Many would conclude that the red traffic light becomes somewhat meaningless as it does not reflect on the current state of the project. So we normally submit a change request for a delivery extension and often re-save the baseline for the project. This results in a new snapshot to compare against and – at least initially – a GREEN traffic light. However, by doing this we have also lost the original snapshot which can be very useful when performing a post-implementation review.
Another response to this situation would be to retain the original baseline and then save a new baseline (Project keeps up to 10 baselines). However, the downside with this approach is that all reports and automated traffic light calculations need to take potentially 10 baselines into account. While this is all doable, it can be messy!
Also, the out-of-the-box fields used in project tracking use Baseline 0 as the comparison point. So if a user looks at standard fields such as Start, Finish and Cost Variance, they will all display a value that results from a comparison with baseline 0. In other words, we have two conclusions – the out-of-the-box tracking fields (which use baseline 0) are saying we are “way over schedule” but the custom fields that factor in the other baselines may return an “on track” result.

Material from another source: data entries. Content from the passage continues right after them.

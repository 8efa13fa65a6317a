//! Unit and behaviour tests for the task slice.

#![expect(
    clippy::expect_used,
    reason = "test code uses expect for assertion clarity"
)]

mod query_tests;
mod service_tests;
//! In-memory adapters for category persistence.

mod category;

pub use category::InMemoryCategoryRepository;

The approach I favour takes a minute to explain but I believe makes the most sense. In the scenario above when the PM has completed the first cut of the schedule and it is ready for the initial baseline – two baselines are saved Baseline 1 & Baseline 0. After the change request for the one month delay has been approved, Baseline 2 is saved and then, importantly, Baseline 0 is overwritten. If a subsequent change request is approved that has an impact on the schedule then Baseline 3 would be saved and then Baseline 0 overwritten again. The key here is that at the time of saving each new baseline, baseline 0 is also overwritten/updated.
The advantages of this approach are:
- All the out-of-the-box tracking fields are now aligned with the internal reporting fields and provide value by assisting the user in identifying why their project is reporting as it is.
- At any time a user can compare multiple baselines on screen and see how their schedule changed over time.
- Baseline 0 always represents the latest baseline so any calculations, traffic lights or reports that are based on the latest baseline, can look to the Baseline 0 fields.
The above can be used in conjunction with Project Online security model to restrict the ability to save baselines to authorised groups if required.
I hope this makes sense to you and can add value to your organisation. Let me know if you have any feedback or experiences.